The replication crisis, context sensitivity, and the Simpson’s (Paradox)

The Reproducibility Project: Psychology:

The Reproducibility Project: Psychology (OSC, 2015) was a huge effort by many different psychologists across the world to try and assess whether the effects of a selection of papers could be replicated. This was in response to the growing concern about the (lack of) reproducibility of many psychological findings with some high profile failed replications being reported (Hagger & Chatzisarantis, 2016 for ego-depletion and Ranehill, Dreber, Johannesson, Leiberg, Sul, & Weber, 2015 for power-posing). They reported that of the 100 replication attempts, only ~35 were successful. This provoked a strong reaction not only in the psychological literature but also in the popular press, with many news outlets reporting on it.

But it wasn’t without its critics: Gilbert, King, Pettigrew, & Wilson (2016) examined the RP:P’s data using confidence intervals and came to a different conclusion. They were looking for “whether the point estimate of the replication effect size [fell] within the confidence interval of the original” (Srivastava, 2016). Some of the authors from the RP:P responded (Anderson et al., 2016) by pointing out some of the errors in the Gilbert et al. paper. Another analysis was provided by Sanjay Srivastava (2016) who highlighted that whilst Gilbert et al. use confidence intervals, they incorrectly define them (calling into question any conclusions they draw). Gilbert et al. (2016) responded by reaffirming that they “violated the basic rules of sampling when [they] selected studies to replicate” and that many of the replications were unfaithful to the original study (which is a valid criticism and is related to the idea of context sensitivity, which is the focus of this post). Etz & Vandekerckhove (2016) reanalysed 72 of the original studies’ data using Bayes’ statistics and found 64% of those 72 studies (both originals and replications) did not provide strong evidence for either the null or the alternative hypothesis.
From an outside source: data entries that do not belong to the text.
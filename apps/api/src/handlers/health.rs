use axum::Json;

use crate::dto::HealthResponse;

pub async fn health_handler() -> Json<HealthResponse> {
    Json(HealthResponse { status: "ok" })
}
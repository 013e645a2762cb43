use axum::Router;
use axum::middleware::from_fn_with_state;
use axum::routing::{get, patch, post, put};
use castellan_core::AppError;
use tower_http::trace::TraceLayer;

use crate::handlers::{auth, grants, health, permissions, roles, users};
use crate::middleware;
use crate::state::AppState;

mod cors;

pub fn build_router(app_state: AppState, frontend_url: &str) -> Result<Router, AppError> {
    let protected_routes = Router::new()
        .route("/auth/logout", post(auth::logout_handler))
        .route("/auth/me", get(auth::me_handler))
        .route("/auth/password", post(auth::change_password_handler))
        .route("/api/authorize", post(users::authorize_handler))
        .route(
            "/api/roles",
            get(roles::list_roles_handler).post(roles::create_role_handler),
        )
        .route("/api/roles/hierarchy", get(roles::role_hierarchy_handler))
        .route(
            "/api/roles/{role_id}",
            get(roles::get_role_handler)
                .patch(roles::update_role_handler)
                .delete(roles::delete_role_handler),
        )
        .route(
            "/api/roles/{role_id}/permissions",
            get(roles::role_permissions_handler),
        )
        .route(
            "/api/permissions",
            get(permissions::list_permissions_handler)
                .post(permissions::create_permission_handler),
        )
        .route(
            "/api/permissions/matrix",
            get(permissions::permission_matrix_handler),
        )
        .route(
            "/api/permissions/{permission_id}",
            put(permissions::update_permission_handler)
                .delete(permissions::delete_permission_handler),
        )
        .route(
            "/api/users/{user_id}/roles",
            get(grants::list_user_roles_handler).post(grants::assign_role_handler),
        )
        .route(
            "/api/users/{user_id}/roles/{role_id}",
            patch(grants::update_role_grant_handler)
                .delete(grants::revoke_role_handler),
        )
        .route(
            "/api/users/{user_id}/permissions",
            get(users::effective_permissions_handler),
        )
        .route(
            "/api/users/{user_id}/scopes",
            get(users::list_user_scopes_handler).put(users::replace_user_scopes_handler),
        )
        .route(
            "/api/users/{user_id}/sessions/revoke",
            post(users::terminate_sessions_handler),
        )
        .route_layer(from_fn_with_state(
            app_state.clone(),
            middleware::require_auth,
        ));

    Ok(Router::new()
        .route("/health", get(health::health_handler))
        .route("/auth/login", post(auth::login_handler))
        .merge(protected_routes)
        .layer(TraceLayer::new_for_http())
        .layer(cors::build_cors_layer(frontend_url)?)
        .with_state(app_state))
}
use castellan_core::AppError;
use castellan_infrastructure::MIGRATOR;
use sqlx::PgPool;
use sqlx::postgres::PgPoolOptions;
use tracing::info;

pub async fn connect(database_url: &str) -> Result<PgPool, AppError> {
    PgPoolOptions::new()
        .max_connections(10)
        .connect(database_url)
        .await
        .map_err(|error| AppError::Internal(format!("failed to connect to database: {error}")))
}

pub async fn run_migrations(pool: &PgPool) -> Result<(), AppError> {
    MIGRATOR
        .run(pool)
        .await
        .map_err(|error| AppError::Internal(format!("failed to run migrations: {error}")))?;

    info!("database migrations applied");
    Ok(())
}
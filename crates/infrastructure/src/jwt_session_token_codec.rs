//! HS256 session tokens.

use castellan_application::{IssuedSession, SessionClaims, SessionTokenCodec};
use castellan_core::{AppError, AppResult};
use castellan_domain::UserId;
use chrono::{DateTime, Duration, SubsecRound, Utc};
use jsonwebtoken::{Algorithm, DecodingKey, EncodingKey, Header, Validation, decode, encode};
use serde::{Deserialize, Serialize};
use tracing::debug;
use uuid::Uuid;

/// Shortest accepted signing secret, in bytes.
pub const MIN_SECRET_LENGTH: usize = 32;

/// Longest accepted session lifetime, in seconds (366 days).
pub const MAX_SESSION_TTL_SECONDS: i64 = 366 * 24 * 60 * 60;

#[derive(Debug, Serialize, Deserialize)]
struct TokenClaims {
    sub: Uuid,
    name: String,
    jti: String,
    iat: i64,
    /// Issue time in microseconds; `iat` alone cannot order a token against a revocation
    /// written earlier in the same second.
    #[serde(default, skip_serializing_if = "Option::is_none")]
    iat_micros: Option<i64>,
    exp: i64,
    iss: String,
    #[serde(default, skip_serializing_if = "Option::is_none")]
    role: Option<String>,
    #[serde(default)]
    permissions: Vec<String>,
}

/// Signs and verifies session tokens with a shared secret.
#[derive(Clone)]
pub struct JwtSessionTokenCodec {
    encoding_key: EncodingKey,
    decoding_key: DecodingKey,
    issuer: String,
    ttl: Duration,
}

impl std::fmt::Debug for JwtSessionTokenCodec {
    fn fmt(&self, f: &mut std::fmt::Formatter<'_>) -> std::fmt::Result {
        f.debug_struct("JwtSessionTokenCodec")
            .field("issuer", &self.issuer)
            .field("ttl", &self.ttl)
            .field("keys", &"[REDACTED]")
            .finish()
    }
}

impl JwtSessionTokenCodec {
    /// Creates a codec. The secret must be at least [`MIN_SECRET_LENGTH`] bytes.
    pub fn new(secret: &str, issuer: impl Into<String>, ttl: Duration) -> AppResult<Self> {
        if secret.len() < MIN_SECRET_LENGTH {
            return Err(AppError::Validation(format!(
                "session signing secret must be at least {MIN_SECRET_LENGTH} bytes"
            )));
        }
        if ttl <= Duration::zero() {
            return Err(AppError::Validation(
                "session lifetime must be positive".to_owned(),
            ));
        }
        if ttl.num_seconds() > MAX_SESSION_TTL_SECONDS {
            return Err(AppError::Validation(format!(
                "session lifetime must not exceed {MAX_SESSION_TTL_SECONDS} seconds"
            )));
        }

        Ok(Self {
            encoding_key: EncodingKey::from_secret(secret.as_bytes()),
            decoding_key: DecodingKey::from_secret(secret.as_bytes()),
            issuer: issuer.into(),
            ttl,
        })
    }
}

impl SessionTokenCodec for JwtSessionTokenCodec {
    fn issue(
        &self,
        user_id: UserId,
        username: &str,
        role: Option<String>,
        permissions: Vec<String>,
    ) -> AppResult<IssuedSession> {
        let issued_at = Utc::now().trunc_subsecs(6);
        let expires_at = issued_at
            .checked_add_signed(self.ttl)
            .ok_or_else(|| AppError::Internal("session expiry is out of range".to_owned()))?;
        let claims = TokenClaims {
            sub: user_id.as_uuid(),
            name: username.to_owned(),
            jti: Uuid::new_v4().to_string(),
            iat: issued_at.timestamp(),
            iat_micros: Some(issued_at.timestamp_micros()),
            exp: expires_at.timestamp(),
            iss: self.issuer.clone(),
            role,
            permissions,
        };

        let token = encode(&Header::new(Algorithm::HS256), &claims, &self.encoding_key)
            .map_err(|error| AppError::Internal(format!("failed to sign session token: {error}")))?;
        debug!(user_id = %user_id, jti = %claims.jti, "issued session token");

        Ok(IssuedSession {
            token,
            claims: session_claims(claims)?,
        })
    }

    fn decode(&self, token: &str) -> AppResult<SessionClaims> {
        let mut validation = Validation::new(Algorithm::HS256);
        validation.set_issuer(&[self.issuer.as_str()]);
        validation.set_required_spec_claims(&["exp", "iat", "iss", "sub"]);
        validation.leeway = 0;

        let data = decode::<TokenClaims>(token, &self.decoding_key, &validation).map_err(|error| {
            debug!(error = %error, "session token rejected");
            AppError::Unauthorized("invalid session token".to_owned())
        })?;

        session_claims(data.claims)
    }
}

fn session_claims(claims: TokenClaims) -> AppResult<SessionClaims> {
    let issued_at = issued_at(&claims)?;
    let expires_at = timestamp(claims.exp)?;

    Ok(SessionClaims {
        user_id: UserId::from_uuid(claims.sub),
        username: claims.name,
        token_id: claims.jti,
        issued_at,
        expires_at,
        role: claims.role,
        permissions: claims.permissions,
    })
}

fn issued_at(claims: &TokenClaims) -> AppResult<DateTime<Utc>> {
    match claims.iat_micros {
        Some(micros) if micros.div_euclid(1_000_000) == claims.iat => {
            DateTime::from_timestamp_micros(micros)
                .ok_or_else(|| AppError::Unauthorized("invalid session token".to_owned()))
        }
        Some(_) => Err(AppError::Unauthorized("invalid session token".to_owned())),
        None => timestamp(claims.iat),
    }
}

fn timestamp(seconds: i64) -> AppResult<DateTime<Utc>> {
    DateTime::from_timestamp(seconds, 0)
        .ok_or_else(|| AppError::Unauthorized("invalid session token".to_owned()))
}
Simonsohn (2016) argued that rather than ~65% of the replications failing, ~30% failed to replicate and ~30% of the replications were inconclusive.1

But there is one response and one explanation for the low replication rate I want to focus on: the context sensitivity of an experiment.

Location, location, location:

Context sensitivity is the idea that where you conduct an experiment has a large impact on it. It is a type of hidden moderator as it is a variable that affects the experiment that usually isn’t being directly manipulated or controlled by the researcher. The environment in which you perform the study plays a role in the result and should be considered when conducting a replication. It is argued that you cannot detach the “experimental manipulations… from the cultural and historical contexts that define their meanings” (Touhey, 1981). The context of an experiment is very important in social psychology and it has been studied for years, with evidence that it does shape people’s behaviour (for one of many examples, you can look at Fiske, Gilbert, Lindzey; 2010).
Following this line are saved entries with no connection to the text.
use axum::Json;
use axum::extract::{Extension, Path, State};
use axum::http::StatusCode;
use castellan_application::ScopeInput;
use castellan_core::UserIdentity;
use castellan_domain::UserId;
use uuid::Uuid;

use crate::dto::{
    AuthorizeRequest, AuthorizeResponse, EffectivePermissionsResponse, ReplaceScopesRequest,
    ScopeResponse,
};
use crate::error::ApiResult;
use crate::state::AppState;

pub async fn authorize_handler(
    State(state): State<AppState>,
    Extension(user): Extension<UserIdentity>,
    Json(payload): Json<AuthorizeRequest>,
) -> ApiResult<Json<AuthorizeResponse>> {
    let subject = UserId::from_uuid(payload.user_id.unwrap_or_else(|| user.user_id()));
    let allowed = state
        .security_admin_service
        .check_authorization(
            &user,
            subject,
            payload.permission.as_str(),
            payload.resource_scope.as_ref(),
        )
        .await?;

    Ok(Json(AuthorizeResponse { allowed }))
}

pub async fn effective_permissions_handler(
    State(state): State<AppState>,
    Extension(user): Extension<UserIdentity>,
    Path(user_id): Path<Uuid>,
) -> ApiResult<Json<EffectivePermissionsResponse>> {
    let effective = state
        .security_admin_service
        .effective_permissions(&user, UserId::from_uuid(user_id))
        .await?;

    Ok(Json(EffectivePermissionsResponse::from(effective)))
}

pub async fn list_user_scopes_handler(
    State(state): State<AppState>,
    Extension(user): Extension<UserIdentity>,
    Path(user_id): Path<Uuid>,
) -> ApiResult<Json<Vec<ScopeResponse>>> {
    let scopes = state
        .security_admin_service
        .user_scopes(&user, UserId::from_uuid(user_id))
        .await?
        .into_iter()
        .map(ScopeResponse::from)
        .collect();

    Ok(Json(scopes))
}

pub async fn replace_user_scopes_handler(
    State(state): State<AppState>,
    Extension(user): Extension<UserIdentity>,
    Path(user_id): Path<Uuid>,
    Json(payload): Json<ReplaceScopesRequest>,
) -> ApiResult<Json<Vec<ScopeResponse>>> {
    let inputs = payload
        .scopes
        .into_iter()
        .map(|scope| ScopeInput {
            permission: scope.permission,
            conditions: scope.conditions,
        })
        .collect();

    let scopes = state
        .security_admin_service
        .set_user_scopes(&user, UserId::from_uuid(user_id), inputs)
        .await?
        .into_iter()
        .map(ScopeResponse::from)
        .collect();

    Ok(Json(scopes))
}

pub async fn terminate_sessions_handler(
    State(state): State<AppState>,
    Extension(user): Extension<UserIdentity>,
    Path(user_id): Path<Uuid>,
) -> ApiResult<StatusCode> {
    state
        .security_admin_service
        .terminate_sessions(&user, UserId::from_uuid(user_id))
        .await?;

    Ok(StatusCode::NO_CONTENT)
}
Van Bavel, Mende-Siedlecki, Brady, & Reinero (2016) argue that context sensitivity partly explains the poor replication rate of the RP:P. They found that the context sensitivity of a study (rated by 3 students with high inter-rater reliability) had a statistically significant negative correlation with the success of the replication attempt (r=−0.23, P = 0.02). This means the more contextually sensitive the finding was, the less likely it was to replicate. It was still significantly associated with replication success after controlling for the sample size of the original study (which has been suggested to have a significant impact on the success of a replication; Vankov, Bowers, Munafò, 2014). It was not the best predictor of a replication though: the statistical power of the replication and how surprising the replication was were the strongest predictors. They also analysed the data to see whether the discipline of psychology the original study was taken from (either social or cognitive psychology) moderated the relationship between contextual sensitivity and replication success. They did not find a significant interaction (this last point is very important but I’m going to examine it in more detail further on).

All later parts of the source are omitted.